**YOUR GOAL**. Copy the records below without altering a single word.

**EXTRACTED MATERIAL**.
//! Demonstrates plugging a custom transport and transport-error mapper into the impersonation
//! flow; the transport here answers from memory instead of the network.

// std
use std::{future::Future, pin::Pin, sync::Arc};
// crates.io
use color_eyre::Result;
// self
use impersonation_broker::{
	auth::PrincipalId,
	classify::Stage,
	config::ImpersonationConfig,
	credentials::ImpersonatedCredentials,
	error::{Error, TransportError},
	http::{TokenHttpClient, TransportErrorMapper},
	oauth2::{AsyncHttpClient, HttpClientError, HttpRequest, HttpResponse, http::StatusCode},
	source::StaticSource,
};

#[derive(Clone, Default)]
struct InMemoryHttpClient;
impl TokenHttpClient for InMemoryHttpClient {
	type Handle = InMemoryHandle;
	type TransportError = std::io::Error;

	fn handle(&self) -> Self::Handle {
		InMemoryHandle
	}
}

struct InMemoryHandle;
impl<'c> AsyncHttpClient<'c> for InMemoryHandle {
	type Error = HttpClientError<std::io::Error>;
	type Future = Pin<Box<dyn Future<Output = Result<HttpResponse, Self::Error>> + 'c + Send>>;

	fn call(&'c self, request: HttpRequest) -> Self::Future {
		Box::pin(async move {
			println!("Intercepted {} {}.", request.method(), request.uri());

			let body = br#"{"accessToken":"in-memory-token","expireTime":"2099-01-01T00:00:00Z"}"#;
			let mut response = HttpResponse::new(body.to_vec());

			*response.status_mut() = StatusCode::OK;

			Ok(response)
		})
	}
}

#[derive(Default)]
struct IoErrorMapper;
impl TransportErrorMapper<std::io::Error> for IoErrorMapper {
	fn map_transport_error(&self, stage: Stage, error: HttpClientError<std::io::Error>) -> Error {
		match error {
			HttpClientError::Io(inner) => TransportError::Io(inner).into(),
			other => TransportError::network(std::io::Error::other(format!("{stage}: {other}")))
				.into(),
		}
	}
}

#[tokio::main]
async fn main() -> Result<()> {
	color_eyre::install()?;

	let target = PrincipalId::new("batch@demo-project.iam.gserviceaccount.com")?;
	let config = ImpersonationConfig::builder(target).build()?;
	let credentials: ImpersonatedCredentials<InMemoryHttpClient, IoErrorMapper> =
		ImpersonatedCredentials::with_http_client(
			config,
			Arc::new(StaticSource::new("source-token")),
			InMemoryHttpClient,
			IoErrorMapper,
		);
	let credential = credentials.refresh().await?;

	println!("Impersonated token expires at {}.", credential.expires_at);

	Ok(())
}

**RESPONSE TO THIS EXERCISE**.
//! Demonstrates plugging a custom transport and transport-error mapper into the impersonation
//! flow; the transport here answers from memory instead of the network.

// std
use std::{future::Future, pin::Pin, sync::Arc};
// crates.io
use color_eyre::Result;
// self
use impersonation_broker::{
	auth::PrincipalId,
	classify::Stage,
	config::ImpersonationConfig,
	credentials::ImpersonatedCredentials,
	error::{Error, TransportError},
	http::{TokenHttpClient, TransportErrorMapper},
	oauth2::{AsyncHttpClient, HttpClientError, HttpRequest, HttpResponse, http::StatusCode},
	source::StaticSource,
};

#[derive(Clone, Default)]
struct InMemoryHttpClient;
impl TokenHttpClient for InMemoryHttpClient {
	type Handle = InMemoryHandle;
	type TransportError = std::io::Error;

	fn handle(&self) -> Self::Handle {
		InMemoryHandle
	}
}

struct InMemoryHandle;
impl<'c> AsyncHttpClient<'c> for InMemoryHandle {
	type Error = HttpClientError<std::io::Error>;
	type Future = Pin<Box<dyn Future<Output = Result<HttpResponse, Self::Error>> + 'c + Send>>;

	fn call(&'c self, request: HttpRequest) -> Self::Future {
		Box::pin(async move {
			println!("Intercepted {} {}.", request.method(), request.uri());

			let body = br#"{"accessToken":"in-memory-token","expireTime":"2099-01-01T00:00:00Z"}"#;
			let mut response = HttpResponse::new(body.to_vec());

			*response.status_mut() = StatusCode::OK;

			Ok(response)
		})
	}
}

#[derive(Default)]
struct IoErrorMapper;
impl TransportErrorMapper<std::io::Error> for IoErrorMapper {
	fn map_transport_error(&self, stage: Stage, error: HttpClientError<std::io::Error>) -> Error {
		match error {
			HttpClientError::Io(inner) => TransportError::Io(inner).into(),
			other => TransportError::network(std::io::Error::other(format!("{stage}: {other}")))
				.into(),
		}
	}
}

#[tokio::main]
async fn main() -> Result<()> {
	color_eyre::install()?;

	let target = PrincipalId::new("batch@demo-project.iam.gserviceaccount.com")?;
	let config = ImpersonationConfig::builder(target).build()?;
	let credentials: ImpersonatedCredentials<InMemoryHttpClient, IoErrorMapper> =
		ImpersonatedCredentials::with_http_client(
			config,
			Arc::new(StaticSource::new("source-token")),
			InMemoryHttpClient,
			IoErrorMapper,
		);
	let credential = credentials.refresh().await?;

	println!("Impersonated token expires at {}.", credential.expires_at);

	Ok(())
}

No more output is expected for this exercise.